EFFECT OF CORROSION ON SURFACE WATER QUALITY

EFFECT OF CORROSION ON SURFACE WATER QUALITY

CHAPTER ONE

INTRODUCTION

1.1     Background of the Study

The corrosion process is an oxidation/reduction reaction that returns refined or processed metal to their more stable ore state. With respect to the corrosion potential of water, the primary concerns include the potential presence of toxic metals, such as lead and copper; deterioration and damage to the household plumbing, and aesthetic problems such as: stained laundry, bitter taste, and greenish-blue stains around basins and drains.

The primary health concern is the potential for the presence of elevated levels of lead and copper in the water. The primary source of the lead includes the use of lead pipes, lead lined tanks, and use of 50/50 lead/tin solder. Because of the concern with lead, the EPA banned the use of high lead solders in 1986. The primary source of copper is the leaching of copper from the household piping used to convey the water throughout the home. In some cases, the water is so corrosive that the interior plumbing system needs to be changed and completely replaced with PVC piping, PEX, or other materials. Too bad, they did not test the water and install a neutralizing system before the piping corroded and caused leaks throughout the home.

Corrosion will occur anywhere a galvanic cell or field can be or has established. To establish the field all that is needed is two dissimilar metals that are connected directly or indirectly by an electrolyte, such as water. This is the same chemical reaction that occurs within a battery.

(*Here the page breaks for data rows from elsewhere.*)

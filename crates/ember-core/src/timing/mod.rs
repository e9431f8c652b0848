// Copyright 2025 eraflo
//
// Licensed under the Apache License, Version 2.0 (the "License");
// you may not use this file except in compliance with the License.
// You may obtain a copy of the License at
//
//     http://www.apache.org/licenses/LICENSE-2.0
//
// Unless required by applicable law or agreed to in writing, software
// distributed under the License is distributed on an "AS IS" BASIS,
// WITHOUT WARRANTIES OR CONDITIONS OF ANY KIND, either express or implied.
// See the License for the specific language governing permissions and
// limitations under the License.

//! Timing primitives used to pace the engine's loops.
//!
//! * [`Clock`]: a monotonic stopwatch that can be shared read-only across threads.
//! * [`SpeedGovernor`]: a rate limiter pairing a clock with a target interval.

pub mod clock;
pub mod governor;

pub use clock::Clock;
pub use governor::SpeedGovernor;

/// An error raised when a timing parameter is out of its valid domain.
#[derive(Debug, Clone, Copy, PartialEq, thiserror::Error)]
pub enum TimingError {
    /// The interval is negative, NaN or infinite.
    #[error("invalid governor interval: {0} seconds (must be finite and >= 0)")]
    InvalidInterval(f64),
    /// The frequency is zero, negative or NaN.
    #[error("invalid governor frequency: {0} Hz (must be > 0)")]
    InvalidFrequency(f64),
}

/// Converts a number of seconds into truncated whole milliseconds.
#[inline]
pub(crate) fn seconds_to_millis(seconds: f64) -> i64 {
    (seconds * 1_000.0) as i64
}

/// Converts a number of seconds into truncated whole microseconds.
#[inline]
pub(crate) fn seconds_to_micros(seconds: f64) -> i64 {
    (seconds * 1_000_000.0) as i64
}

/// Converts a number of seconds into truncated whole nanoseconds.
#[inline]
pub(crate) fn seconds_to_nanos(seconds: f64) -> i64 {
    (seconds * 1_000_000_000.0) as i64
}
// Copyright 2025 eraflo
//
// Licensed under the Apache License, Version 2.0 (the "License");
// you may not use this file except in compliance with the License.
// You may obtain a copy of the License at
//
//     http://www.apache.org/licenses/LICENSE-2.0
//
// Unless required by applicable law or agreed to in writing, software
// distributed under the License is distributed on an "AS IS" BASIS,
// WITHOUT WARRANTIES OR CONDITIONS OF ANY KIND, either express or implied.
// See the License for the specific language governing permissions and
// limitations under the License.

//! Keyed cache of reusable game states.

use crate::{share, GameState, SharedState};
use std::collections::HashMap;
use std::sync::{RwLock, RwLockReadGuard, RwLockWriteGuard};

/// A keyed registry of game states, independent of the stack.
///
/// A stored state may or may not be on the stack; removing it from one does
/// not affect the other.
#[derive(Default)]
pub struct GameStateStore {
    states: RwLock<HashMap<String, SharedState>>,
}

impl GameStateStore {
    /// Creates an empty store.
    pub fn new() -> Self {
        Self::default()
    }

    /// Whether a state is registered under `key`.
    pub fn state_exists(&self, key: &str) -> bool {
        self.read().contains_key(key)
    }

    /// Returns the state registered under `key`.
    pub fn get_state(&self, key: &str) -> Option<SharedState> {
        self.read().get(key).cloned()
    }

    /// Registers `state` under `key`.
    ///
    /// ## Returns
    /// `false` if the key is taken; the existing entry is kept.
    pub fn register_state(&self, key: impl Into<String>, state: SharedState) -> bool {
        let key = key.into();
        let mut states = self.write();
        if states.contains_key(&key) {
            log::warn!("Game state with \"{key}\" key already exists");
            return false;
        }
        log::debug!("Registered game state \"{key}\"");
        states.insert(key, state);
        true
    }

    /// Builds a state with `factory` and registers it under `key`.
    ///
    /// `factory` only runs when `key` is free.
    ///
    /// ## Returns
    /// The registered state, or `None` if the key is taken.
    pub fn make_state<S, F>(&self, key: impl Into<String>, factory: F) -> Option<SharedState>
    where
        S: GameState + 'static,
        F: FnOnce() -> S,
    {
        let key = key.into();
        let mut states = self.write();
        if states.contains_key(&key) {
            log::warn!("Game state with \"{key}\" key already exists");
            return None;
        }
        let state = share(factory());
        states.insert(key, state.clone());
        Some(state)
    }

    /// Removes the entry under `key`, returning it.
    pub fn delete_state(&self, key: &str) -> Option<SharedState> {
        self.write().remove(key)
    }

    /// Number of registered states.
    pub fn len(&self) -> usize {
        self.read().len()
    }

    /// Whether no state is registered.
    pub fn is_empty(&self) -> bool {
        self.read().is_empty()
    }

    /// Registered keys, sorted.
    pub fn keys(&self) -> Vec<String> {
        let mut keys: Vec<String> = self.read().keys().cloned().collect();
        keys.sort();
        keys
    }

    fn read(&self) -> RwLockReadGuard<'_, HashMap<String, SharedState>> {
        self.states.read().unwrap_or_else(|poisoned| {
            log::warn!("Recovering poisoned game state store");
            poisoned.into_inner()
        })
    }

    fn write(&self) -> RwLockWriteGuard<'_, HashMap<String, SharedState>> {
        self.states.write().unwrap_or_else(|poisoned| {
            log::warn!("Recovering poisoned game state store");
            poisoned.into_inner()
        })
    }
}

impl std::fmt::Debug for GameStateStore {
    fn fmt(&self, f: &mut std::fmt::Formatter<'_>) -> std::fmt::Result {
        f.debug_struct("GameStateStore")
            .field("keys", &self.keys())
            .finish()
    }
}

Nearly all metals will corrode to some degree. The rate and extent of the corrosion depend on the degree of dissimilarity of the metals and the physical and chemical characteristics of the media, metal, and environment. In water that is soft, corrosion occurs because of the lack of dissolved cations, such as calcium and magnesium in the water. In scale forming water, a precipitate or coating of calcium or magnesium carbonate forms on the inside of the piping. This coating can inhibit the corrosion of the pipe because it acts as a barrier, but it can also cause the pipe to clog. Water with high levels of sodium, chloride, or other ions will increase the conductivity of the water and promote corrosion. Corrosion can also be accelerated by:

1) low pH (acidic water) and high pH (alkaline water)- For high alkalinity water – it is possible that a chemical scale may form that would help to protect against corrosion, but if a bacteria becomes established the scale, such as SRB (sulfur reducing bacteria), you may experience a problem related to Microbiologically Induced Corrosion or;

2)High flow rate within the piping can cause physical corrosion;
3)High water temperature can increase biological rate of growth and chemical corrosion;
4) oxygen and dissolved CO2 or other gasses can induce corrosion;
5) high dissolved solids, such as salts and sulfates, can induce chemical or bio-chemical corrosion;

6) If the mass ratio (CMSR) of chloride to sulfate is > 0.2, but < 0.5 there is an elevated concern, but if the CMSR is > 0.5 and the alkalinity of the water is less than 50 mg CaCO3/L the concern should be significant;
7) corrosion related bacteria, high standard plate counts, and electrochemical corrosion can result in pinhole leaks and isolated corrosion and aesthetic water quality problems,  and

8) presence of suspended solids, such as sand, sediment, corrosion by-products, and rust can aid in physical corrosion and damage and facilitate chemical and biochemical corrosion.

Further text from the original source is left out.